The text was updated successfully, but these errors were encountered:
Separately, since you used Array.Sort as an example, it's no longer implemented in C; as of last week the implementation is all C#. I'm curious if that affects your stated impact at all, or if you see a similar affect on Array.Sort with the latest master?
@stephentoub That's a very good question.
I haven't tested with master yet, and I am aware of the C++ -> C# transition for that specific piece of code.
My code itself (in this case the Scalar + Unmanaged variations of IntroSort) is definitely
affected (as seen in the same screenshot), with very wild outcomes:
Scalar, for example, suffers a 13% perf drop.
Unmanaged is hit with a very minor 1.4% drop.

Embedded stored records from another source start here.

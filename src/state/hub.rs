use tokio::sync::broadcast;

use crate::dto::surface::SurfaceEvent;

/// Broadcast hub fanning presentation events out to every subscriber.
#[derive(Clone)]
pub struct EventHub {
    sender: broadcast::Sender<SurfaceEvent>,
}

impl EventHub {
    /// Construct a new hub backed by a Tokio broadcast channel with the given capacity.
    pub fn new(capacity: usize) -> Self {
        let (sender, _receiver) = broadcast::channel(capacity);
        Self { sender }
    }

    /// Register a new subscriber that will receive subsequent events.
    pub fn subscribe(&self) -> broadcast::Receiver<SurfaceEvent> {
        self.sender.subscribe()
    }

    /// Send an event to all current subscribers, ignoring delivery errors.
    pub fn broadcast(&self, event: SurfaceEvent) {
        let _ = self.sender.send(event);
    }
}

#[cfg(test)]
mod tests {
    use super::*;

    #[tokio::test]
    async fn subscribers_receive_events_sent_after_subscribing() {
        let hub = EventHub::new(4);
        hub.broadcast(SurfaceEvent {
            event: "lost".into(),
            data: serde_json::Value::Null,
        });

        let mut rx = hub.subscribe();
        hub.broadcast(SurfaceEvent {
            event: "celebrate".into(),
            data: serde_json::Value::Null,
        });
        assert_eq!(rx.recv().await.unwrap().event, "celebrate");
    }
}
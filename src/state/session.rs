//! Navigation and per-screen session state.

use std::sync::Arc;

use serde::{Deserialize, Serialize};

use crate::state::{
    content::{Category, WordEntry},
    games::{GameMode, Round},
    state_machine::{InvalidTransition, RoundEvent, RoundPhase, RoundStateMachine},
};

/// Screens the surface can display.
#[derive(Debug, Clone, Copy, PartialEq, Eq, Default, Serialize, Deserialize)]
#[serde(rename_all = "snake_case")]
pub enum Screen {
    /// Category picker.
    #[default]
    Home,
    /// Flashcards.
    Learn,
    /// Game picker.
    GameMenu,
    /// A running game.
    GamePlay,
}

/// Transient per-process state, owned and mutated by the application controller only.
#[derive(Debug, Default)]
pub struct Session {
    screen: Screen,
    category: Option<Arc<Category>>,
    card_index: usize,
    card_generation: u64,
    image_hidden: bool,
    listening: bool,
    mode: Option<GameMode>,
    round: Option<Round>,
    machine: RoundStateMachine,
}

impl Session {
    /// Fresh session on the home screen with nothing selected.
    pub fn new() -> Self {
        Self::default()
    }

    /// Screen currently displayed.
    pub fn screen(&self) -> Screen {
        self.screen
    }

    /// Record the displayed screen.
    pub fn set_screen(&mut self, screen: Screen) {
        self.screen = screen;
    }

    /// Selected category, if any.
    pub fn category(&self) -> Option<&Arc<Category>> {
        self.category.as_ref()
    }

    /// Select a category and rewind to its first card.
    pub fn select_category(&mut self, category: Arc<Category>) {
        self.category = Some(category);
        self.card_index = 0;
        self.bump_card();
    }

    /// Index of the displayed card.
    pub fn card_index(&self) -> usize {
        self.card_index
    }

    /// Entry of the displayed card.
    pub fn current_entry(&self) -> Option<Arc<WordEntry>> {
        self.category.as_ref()?.entry(self.card_index).cloned()
    }

    /// Step to the next card. Returns `false` at the last card.
    pub fn next_card(&mut self) -> bool {
        let Some(category) = &self.category else {
            return false;
        };
        if self.card_index + 1 >= category.len() {
            return false;
        }
        self.card_index += 1;
        self.bump_card();
        true
    }

    /// Step to the previous card. Returns `false` at the first card.
    pub fn prev_card(&mut self) -> bool {
        if self.category.is_none() || self.card_index == 0 {
            return false;
        }
        self.card_index -= 1;
        self.bump_card();
        true
    }

    /// Counter bumped every time the displayed card changes or learn mode is left.
    pub fn card_generation(&self) -> u64 {
        self.card_generation
    }

    /// Invalidate anything scheduled for the current card.
    pub fn bump_card(&mut self) {
        self.card_generation += 1;
    }

    /// Whether card pictures are hidden.
    pub fn image_hidden(&self) -> bool {
        self.image_hidden
    }

    /// Flip the hidden-picture flag, returning the new value.
    pub fn toggle_image(&mut self) -> bool {
        self.image_hidden = !self.image_hidden;
        self.image_hidden
    }

    /// Whether a voice capture is in flight.
    pub fn listening(&self) -> bool {
        self.listening
    }

    /// Record whether a voice capture is in flight.
    pub fn set_listening(&mut self, listening: bool) {
        self.listening = listening;
    }

    /// Active game mode, if a game is running.
    pub fn mode(&self) -> Option<GameMode> {
        self.mode
    }

    /// Current round, if any.
    pub fn round(&self) -> Option<&Round> {
        self.round.as_ref()
    }

    /// Mutable access to the current round.
    pub fn round_mut(&mut self) -> Option<&mut Round> {
        self.round.as_mut()
    }

    /// Install a freshly generated round.
    pub fn set_round(&mut self, round: Round) {
        self.round = Some(round);
    }

    /// Phase of the current round.
    pub fn phase(&self) -> RoundPhase {
        self.machine.phase()
    }

    /// Generation of the current round.
    pub fn round_generation(&self) -> u64 {
        self.machine.generation()
    }

    /// Whether the current round accepts answers.
    pub fn accepts_input(&self) -> bool {
        self.machine.accepts_input()
    }

    /// Apply a round event.
    pub fn transition(&mut self, event: RoundEvent) -> Result<RoundPhase, InvalidTransition> {
        self.machine.apply(event)
    }

    /// Enter `mode`, leaving any running game first.
    pub fn enter_game(&mut self, mode: GameMode) -> Result<RoundPhase, InvalidTransition> {
        self.leave_game();
        self.mode = Some(mode);
        self.machine.apply(RoundEvent::Present)
    }

    /// Drop the running game, if any.
    pub fn leave_game(&mut self) {
        self.mode = None;
        self.round = None;
        // Leave is valid from every phase.
        let _ = self.machine.apply(RoundEvent::Leave);
    }
}

#[cfg(test)]
mod tests {
    use super::*;
    use crate::state::games::fixtures::category;

    fn session_with_three_cards() -> Session {
        let mut session = Session::new();
        session.select_category(category(
            "animales",
            &[
                ("a1", "PERRO", "Pe-rro"),
                ("a2", "GATO", "Ga-to"),
                ("a3", "LEÓN", "Le-ón"),
            ],
        ));
        session
    }

    #[test]
    fn card_navigation_stays_in_bounds() {
        let mut session = session_with_three_cards();
        assert!(!session.prev_card());
        assert!(session.next_card());
        assert!(session.next_card());
        assert_eq!(session.current_entry().unwrap().word, "LEÓN");
        assert!(!session.next_card());
        assert_eq!(session.card_index(), 2);
    }

    #[test]
    fn card_moves_bump_generation() {
        let mut session = session_with_three_cards();
        let before = session.card_generation();
        session.next_card();
        assert_ne!(session.card_generation(), before);

        let at_end = session.card_generation();
        session.next_card();
        session.next_card();
        session.next_card();
        assert_eq!(session.card_generation(), at_end + 1);
    }

    #[test]
    fn selecting_category_rewinds() {
        let mut session = session_with_three_cards();
        session.next_card();
        session.select_category(category("frutas", &[("f1", "PERA", "Pe-ra")]));
        assert_eq!(session.card_index(), 0);
        assert_eq!(session.current_entry().unwrap().id, "f1");
    }

    #[test]
    fn entering_a_game_presents_first_round() {
        let mut session = Session::new();
        assert_eq!(
            session.enter_game(GameMode::Memory),
            Ok(RoundPhase::Presented)
        );
        let generation = session.round_generation();

        assert_eq!(
            session.enter_game(GameMode::Spelling),
            Ok(RoundPhase::Presented)
        );
        assert_ne!(session.round_generation(), generation);
        assert_eq!(session.mode(), Some(GameMode::Spelling));

        session.leave_game();
        assert_eq!(session.mode(), None);
        assert_eq!(session.phase(), RoundPhase::Idle);
    }

    #[test]
    fn image_toggle_flips() {
        let mut session = Session::new();
        assert!(session.toggle_image());
        assert!(!session.toggle_image());
    }
}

Given that It was pretty much a copy-paste of IntroSort from CoreCLR to begin with, I think this gives you a "preview" of where this might go.
I assume that the effects are random in nature, depending on code generation/allocation address randomness.
But in general, the more branchy your code is, you'll probably get hit harder, which can also be seen in my two examples: these are practically the same functions, except that only one of them has extra bounds-checking that is not eliminated normally (nor did I attempt to optimize it away) and the other doesn't...
My other benchmarks actually end up doing substantially fewer branches (as in orders of
magnitudes fewer branches), so I suspect I won't see a lot of movement on that front...
Just wanted to circle back and to say that I managed to revert the microcode update in a very localized way on clearlinux (or I assume any Linux):
Change the kernel boot parameters to avoid early loading of microcode updates (remove the initrd=/EFI/org.clearlinux/freestanding-00-intel-ucode.cpio from the boot cmd line)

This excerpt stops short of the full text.